If a one-level directional branch predictor is used, only the address of a branch instruction is used to determine the index of the PHT. As a result, two branch instructions in different processes that have the same virtual address will refer to the same entry in the PHT when using a one-level directional predictor. Figure 2 illustrates a PHT entry collision on the one-level predictor. The conditional branch instructions of the victim and attacker processes have the same virtual address (0xff00) and refer to the same PHT entry. The control flow of the victim’s conditional branch varies depending on the one-bit secret value secret, and the state change of the PHT entry caused by victim’s branch can be referenced by the attacker’s branch at the same virtual address. For example, BranchScope [21] generates a PHT entry collision by placing a branch in the attacker’s process with the same virtual address as the victim’s secret-dependent branch.

When using a two-level predictor, the global branch history is another factor that determines the index of the PHT in addition to the virtual address of a branch instruction. However, if a technique proposed by Bluethunder [22] and BranchSpectre [23] is used to fix the global branch history, the attacker can focus only on the virtual address. This enables the attacker to create a collision in the PHT entry with the victim in a two-level predictor, similar to the way in the one-level predictor.

By exploiting the PHT entry collision, the attacker can infer whether the secret-dependent branch of the victim’s process has been taken or not through the branch placed within the attacker’s process. Details about the attack process are outlined in the following section.

2.2.2. General Attack Description

In general, PHT-based side-channel attacks proceed in three steps:

Step 1.: (Initialize) The attacker forces a victim to use either a one-level or two-level directional predictor and initializes a target PHT entry into the attacker’s desired state.
Step 2.: (Wait) The attacker waits for the victim to execute the target branch. The PHT state will change according to the execution result. For instance, the state changes one step toward Strongly Taken if the target branch was executed as taken. Otherwise, the state changes toward Strongly Not-taken.
Step 3.: (Probe) After the victim’s execution, the attacker probes to see whether the target branch was actually taken or not. For this, the attacker uses his/her own branch instruction that collides with the target branch to infer the PHT state.

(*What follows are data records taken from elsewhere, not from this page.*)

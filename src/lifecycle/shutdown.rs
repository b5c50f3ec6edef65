//! Shutdown coordination for the daemon.
//!
//! # Responsibilities
//! - Race the operator signal, control-loop failures and engine completion
//! - Run the teardown exactly once, whichever source fires first
//! - Broadcast "stop accepting" to long-running tasks before tearing down
//!
//! # Design Decisions
//! - No timeout path: shutdown is purely event-triggered
//! - Events arriving after teardown has begun are logged and dropped

use std::future::Future;
use std::sync::atomic::{AtomicU8, Ordering};
use std::sync::Arc;

use tokio::sync::{broadcast, mpsc};

use crate::observability::metrics;

/// Broadcast channel that long-running tasks subscribe to.
#[derive(Debug, Clone)]
pub struct Shutdown {
    tx: broadcast::Sender<()>,
}

impl Shutdown {
    pub fn new() -> Self {
        let (tx, _) = broadcast::channel(1);
        Self { tx }
    }

    /// Subscribe to the shutdown signal.
    pub fn subscribe(&self) -> broadcast::Receiver<()> {
        self.tx.subscribe()
    }

    /// Trigger the shutdown signal.
    pub fn trigger(&self) {
        let _ = self.tx.send(());
    }
}

impl Default for Shutdown {
    fn default() -> Self {
        Self::new()
    }
}

/// Why the daemon is stopping.
#[derive(Debug, Clone, PartialEq, Eq)]
pub enum TerminationReason {
    /// SIGTERM or SIGINT.
    OperatorSignal,
    /// The control accept loop failed or the endpoint closed.
    ControlLoopError(String),
    /// The engine finished on its own.
    EngineCompleted,
}

impl TerminationReason {
    pub fn label(&self) -> &'static str {
        match self {
            Self::OperatorSignal => "signal",
            Self::ControlLoopError(_) => "control_loop",
            Self::EngineCompleted => "engine",
        }
    }
}

/// Coordinator phase. Transitions only move forward.
#[derive(Debug, Clone, Copy, PartialEq, Eq)]
#[repr(u8)]
pub enum Phase {
    Running = 0,
    Stopping = 1,
    Stopped = 2,
}

impl Phase {
    fn from_u8(value: u8) -> Self {
        match value {
            0 => Self::Running,
            1 => Self::Stopping,
            _ => Self::Stopped,
        }
    }
}

/// Ordered release of daemon resources.
pub trait Teardown {
    fn teardown(&mut self, reason: &TerminationReason);
}

/// Cloneable handle for tasks that need to stop the daemon.
#[derive(Debug, Clone)]
pub struct TerminationReporter {
    tx: mpsc::UnboundedSender<TerminationReason>,
}

impl TerminationReporter {
    /// Ask the coordinator to stop. Ignored once it is already stopping.
    pub fn report(&self, reason: TerminationReason) {
        let _ = self.tx.send(reason);
    }
}

pub struct ShutdownCoordinator {
    shutdown: Shutdown,
    phase: Arc<AtomicU8>,
    reasons_tx: mpsc::UnboundedSender<TerminationReason>,
    reasons_rx: mpsc::UnboundedReceiver<TerminationReason>,
}

impl ShutdownCoordinator {
    pub fn new(shutdown: Shutdown) -> Self {
        let (reasons_tx, reasons_rx) = mpsc::unbounded_channel();
        Self {
            shutdown,
            phase: Arc::new(AtomicU8::new(Phase::Running as u8)),
            reasons_tx,
            reasons_rx,
        }
    }

    pub fn reporter(&self) -> TerminationReporter {
        TerminationReporter {
            tx: self.reasons_tx.clone(),
        }
    }

    pub fn phase(&self) -> Phase {
        Phase::from_u8(self.phase.load(Ordering::SeqCst))
    }

    /// Wait for the first termination source.
    pub async fn wait<S, C>(&mut self, signal: S, engine_done: C) -> TerminationReason
    where
        S: Future<Output = ()>,
        C: Future<Output = ()>,
    {
        tokio::select! {
            _ = signal => TerminationReason::OperatorSignal,
            Some(reason) = self.reasons_rx.recv() => reason,
            _ = engine_done => TerminationReason::EngineCompleted,
        }
    }

    /// Move to `Stopping`, tear down, and finish in `Stopped`.
    ///
    /// Returns `false` without doing anything if a stop already happened.
    pub fn stop<T: Teardown>(&self, reason: &TerminationReason, teardown: &mut T) -> bool {
        if self
            .phase
            .compare_exchange(
                Phase::Running as u8,
                Phase::Stopping as u8,
                Ordering::SeqCst,
                Ordering::SeqCst,
            )
            .is_err()
        {
            tracing::debug!(reason = reason.label(), "Already stopping, ignoring");
            return false;
        }

        match reason {
            TerminationReason::ControlLoopError(error) => {
                tracing::debug!(error = %error, "Shutting down after control loop error")
            }
            _ => tracing::debug!(reason = reason.label(), "Shutting down"),
        }
        metrics::record_shutdown(reason.label());

        self.shutdown.trigger();
        teardown.teardown(reason);

        self.phase.store(Phase::Stopped as u8, Ordering::SeqCst);
        true
    }

    /// Wait for the first termination source, then tear down once.
    pub async fn run<S, C, T>(
        mut self,
        signal: S,
        engine_done: C,
        teardown: &mut T,
    ) -> TerminationReason
    where
        S: Future<Output = ()>,
        C: Future<Output = ()>,
        T: Teardown,
    {
        let reason = self.wait(signal, engine_done).await;
        self.stop(&reason, teardown);

        while let Ok(late) = self.reasons_rx.try_recv() {
            tracing::debug!(reason = late.label(), "Ignoring termination after shutdown");
        }
        reason
    }
}
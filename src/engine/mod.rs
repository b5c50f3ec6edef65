//! Protocol engine seam.
//!
//! The real engine (handshakes, peers, cryptography) lives elsewhere. The
//! daemon only needs to hand it a packet device, pass it control
//! connections, learn when it has finished, and close it.

pub mod loopback;

use std::future::Future;
use std::io;

use tokio::net::UnixStream;

pub use loopback::LoopbackEngine;

pub trait Engine: Send + Sync + 'static {
    /// Serve one control connection until the peer closes it.
    fn serve_control(&self, stream: UnixStream) -> impl Future<Output = io::Result<()>> + Send;

    /// Resolves once the engine stops on its own or is closed.
    fn completed(&self) -> impl Future<Output = ()> + Send + 'static;

    /// Stop the engine and close its device.
    fn close(&self);
}
//! Loopback packet device.
//!
//! Every batch written to the device becomes the next batch read from it,
//! which lets a protocol engine run without a kernel interface.

use std::sync::{Mutex, MutexGuard, PoisonError};

use tokio::sync::mpsc;

use super::queue::BoundedQueue;
use super::{Batch, DeviceError, Event, PacketDevice, DEFAULT_MTU, DEFAULT_QUEUE_CAPACITY};
use crate::observability::metrics;

const EVENT_BUFFER: usize = 10;

/// Sender half is dropped on close so the stream ends.
struct EventStream {
    tx: Option<mpsc::Sender<Event>>,
    rx: Option<mpsc::Receiver<Event>>,
}

/// An in-memory interface that echoes writes back as reads.
pub struct LoopDevice {
    name: String,
    mtu: Mutex<usize>,
    queue: BoundedQueue<Batch>,
    events: Mutex<EventStream>,
}

impl LoopDevice {
    /// Create a device with the default queue capacity.
    ///
    /// A non-positive `mtu` is replaced by [`DEFAULT_MTU`].
    pub fn create(name: impl Into<String>, mtu: i32) -> Self {
        Self::with_capacity(name, mtu, DEFAULT_QUEUE_CAPACITY)
    }

    /// Create a device whose queue holds at most `capacity` batches.
    pub fn with_capacity(name: impl Into<String>, mtu: i32, capacity: usize) -> Self {
        let mtu = usize::try_from(mtu)
            .ok()
            .filter(|mtu| *mtu > 0)
            .unwrap_or(DEFAULT_MTU);

        let (tx, rx) = mpsc::channel(EVENT_BUFFER);
        // Fresh channel with spare capacity.
        let _ = tx.try_send(Event::Up);

        let device = Self {
            name: name.into(),
            mtu: Mutex::new(mtu),
            queue: BoundedQueue::new(capacity),
            events: Mutex::new(EventStream {
                tx: Some(tx),
                rx: Some(rx),
            }),
        };

        tracing::debug!(
            device = %device.name,
            mtu,
            queue_capacity = device.queue.capacity(),
            "Loop device created"
        );
        device
    }

    /// Take the event stream. Only the first call returns it.
    ///
    /// The stream yields [`Event::Up`] and ends once the device is closed.
    pub fn take_events(&self) -> Option<mpsc::Receiver<Event>> {
        self.lock_events().rx.take()
    }

    pub fn set_mtu(&self, mtu: usize) {
        *self.mtu.lock().unwrap_or_else(PoisonError::into_inner) = mtu;
    }

    pub fn is_closed(&self) -> bool {
        self.queue.is_closed()
    }

    fn lock_events(&self) -> MutexGuard<'_, EventStream> {
        self.events.lock().unwrap_or_else(PoisonError::into_inner)
    }
}

impl PacketDevice for LoopDevice {
    /// Oversized packets are detected before any buffer is touched, so a
    /// failed call leaves every caller slot as it was. The batch is consumed.
    fn read(
        &self,
        bufs: &mut [&mut [u8]],
        sizes: &mut [usize],
        offset: usize,
    ) -> Result<usize, DeviceError> {
        let batch = self.queue.pop().map_err(|_| DeviceError::Closed)?;
        metrics::record_queue_depth(self.queue.len());

        let count = batch.len().min(bufs.len()).min(sizes.len());

        for (packet, buf) in batch.iter().zip(bufs.iter()).take(count) {
            let capacity = buf.len().saturating_sub(offset);
            if offset > buf.len() || packet.len() > capacity {
                tracing::debug!(
                    device = %self.name,
                    len = packet.len(),
                    capacity,
                    "Dropping batch with oversized packet"
                );
                return Err(DeviceError::PacketTooLarge {
                    len: packet.len(),
                    capacity,
                });
            }
        }

        for ((packet, buf), size) in batch
            .iter()
            .zip(bufs.iter_mut())
            .zip(sizes.iter_mut())
            .take(count)
        {
            buf[offset..offset + packet.len()].copy_from_slice(packet);
            *size = packet.len();
        }

        metrics::record_packets_read(count);
        Ok(count)
    }

    fn write(&self, bufs: &[&[u8]], offset: usize) -> Result<usize, DeviceError> {
        if self.queue.is_closed() {
            return Err(DeviceError::Closed);
        }

        let batch: Batch = bufs
            .iter()
            .map(|buf| buf.get(offset..).unwrap_or(&[]).to_vec())
            .collect();

        self.queue.push(batch).map_err(|_| DeviceError::Closed)?;
        metrics::record_packets_written(bufs.len());
        metrics::record_queue_depth(self.queue.len());
        Ok(bufs.len())
    }

    fn mtu(&self) -> usize {
        *self.mtu.lock().unwrap_or_else(PoisonError::into_inner)
    }

    fn name(&self) -> &str {
        &self.name
    }

    fn close(&self) {
        if self.queue.close() {
            self.lock_events().tx.take();
            tracing::debug!(device = %self.name, "Loop device closed");
        }
    }
}

impl Drop for LoopDevice {
    fn drop(&mut self) {
        self.close();
    }
}
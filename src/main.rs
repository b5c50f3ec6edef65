//! wireguard-loop daemon entry point.
//!
//! ```text
//! wireguard-loop [-f|--foreground] <INTERFACE-NAME>
//!     → config from environment
//!     → loop device
//!     → control socket (inherited or bootstrapped)
//!     → daemonize (parent exits 0) or serve until a termination source fires
//! ```

use std::process::ExitCode;
use std::sync::Arc;

use clap::Parser;
use tracing::Instrument;

use wireguard_loop::config::{self, validation::validate_interface_name};
use wireguard_loop::device::{LoopDevice, DEFAULT_MTU};
use wireguard_loop::engine::LoopbackEngine;
use wireguard_loop::lifecycle::startup::{self, ControlChannel, SetupError};
use wireguard_loop::lifecycle::{daemonize, should_daemonize, TerminationSignals};
use wireguard_loop::observability::logging;

#[derive(Parser, Debug)]
#[command(name = "wireguard-loop", disable_version_flag = true)]
struct Cli {
    /// Stay in the foreground instead of daemonizing
    #[arg(short = 'f', long)]
    foreground: bool,

    /// Print version information and exit
    #[arg(long)]
    version: bool,

    /// Name of the interface to create
    #[arg(value_name = "INTERFACE-NAME", required_unless_present = "version")]
    interface: Option<String>,
}

fn main() -> ExitCode {
    let cli = match Cli::try_parse() {
        Ok(cli) => cli,
        Err(e) => {
            // Usage problems are reported but are not setup failures.
            let _ = e.print();
            return ExitCode::SUCCESS;
        }
    };

    if cli.version {
        println!("{}", version_text());
        return ExitCode::SUCCESS;
    }

    match run(cli) {
        Ok(()) => ExitCode::SUCCESS,
        Err(e) => {
            tracing::error!(error = %e, "Setup failed");
            ExitCode::FAILURE
        }
    }
}

fn version_text() -> String {
    format!(
        "wireguard-loop v{}\n\nUserspace WireGuard loop daemon for {}-{}.",
        env!("CARGO_PKG_VERSION"),
        std::env::consts::OS,
        std::env::consts::ARCH,
    )
}

fn run(cli: Cli) -> Result<(), SetupError> {
    let config = match config::from_env() {
        Ok(config) => config,
        Err(e) => {
            // Logging depends on the config, so report this one directly.
            eprintln!("wireguard-loop: {e}");
            return Err(e.into());
        }
    };
    logging::init(config.log_level);

    let interface = cli.interface.unwrap_or_default();
    validate_interface_name(&interface)?;

    let span = tracing::info_span!("wireguard", interface = %interface);
    let _entered = span.enter();
    tracing::debug!("Starting wireguard-loop version {}", env!("CARGO_PKG_VERSION"));

    let device = Arc::new(LoopDevice::create(interface.as_str(), DEFAULT_MTU as i32));
    let channel = startup::open_control_channel(&config, &interface)?;

    if should_daemonize(cli.foreground, &config) {
        if let ControlChannel::Listener { fd, .. } = channel {
            let pid = daemonize(fd, &config)?;
            tracing::debug!(pid, "Daemonized, parent exiting");
            return Ok(());
        }
    }

    let runtime = tokio::runtime::Builder::new_multi_thread()
        .enable_all()
        .build()?;

    let reason = runtime.block_on(
        async move {
            let signals = TerminationSignals::install()?;
            let engine = LoopbackEngine::new(Arc::clone(&device));
            let _pump = engine.start();
            startup::run(engine, device, channel, signals.recv()).await
        }
        .instrument(span.clone()),
    )?;

    tracing::debug!(reason = reason.label(), "Stopped");
    Ok(())
}

#[cfg(test)]
mod tests {
    use super::*;
    use clap::CommandFactory;

    #[test]
    fn cli_is_well_formed() {
        Cli::command().debug_assert();
    }

    #[test]
    fn foreground_flag_and_interface() {
        let cli = Cli::try_parse_from(["wireguard-loop", "-f", "wg0"]).unwrap();
        assert!(cli.foreground);
        assert_eq!(cli.interface.as_deref(), Some("wg0"));
    }

    #[test]
    fn version_needs_no_interface() {
        let cli = Cli::try_parse_from(["wireguard-loop", "--version"]).unwrap();
        assert!(cli.version);
        assert!(cli.interface.is_none());
    }

    #[test]
    fn missing_interface_is_an_error() {
        assert!(Cli::try_parse_from(["wireguard-loop"]).is_err());
        assert!(Cli::try_parse_from(["wireguard-loop", "wg0", "extra"]).is_err());
    }

    #[test]
    fn version_text_names_platform() {
        let text = version_text();
        assert!(text.starts_with(&format!("wireguard-loop v{}", env!("CARGO_PKG_VERSION"))));
        assert!(text.contains(std::env::consts::OS));
    }
}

Figure 3 illustrates two instances of PHT-based side-channel attacks on a one-level predictor with different initial PHT states; one is a case where the PHT is initialized with Weakly Taken (Figure 3a), and the other is when the PHT is initialized with Strongly Taken (Figure 3b). Suppose that the victim’s target branch is executed as taken (i.e., the secret is true) in Step 2. In the first attack instance, a branch prediction for the attacker’s branch that executes as taken may hit in Step 3. In contrast, a prediction miss occurs when the attacker’s branch is executed as taken when the secret is false.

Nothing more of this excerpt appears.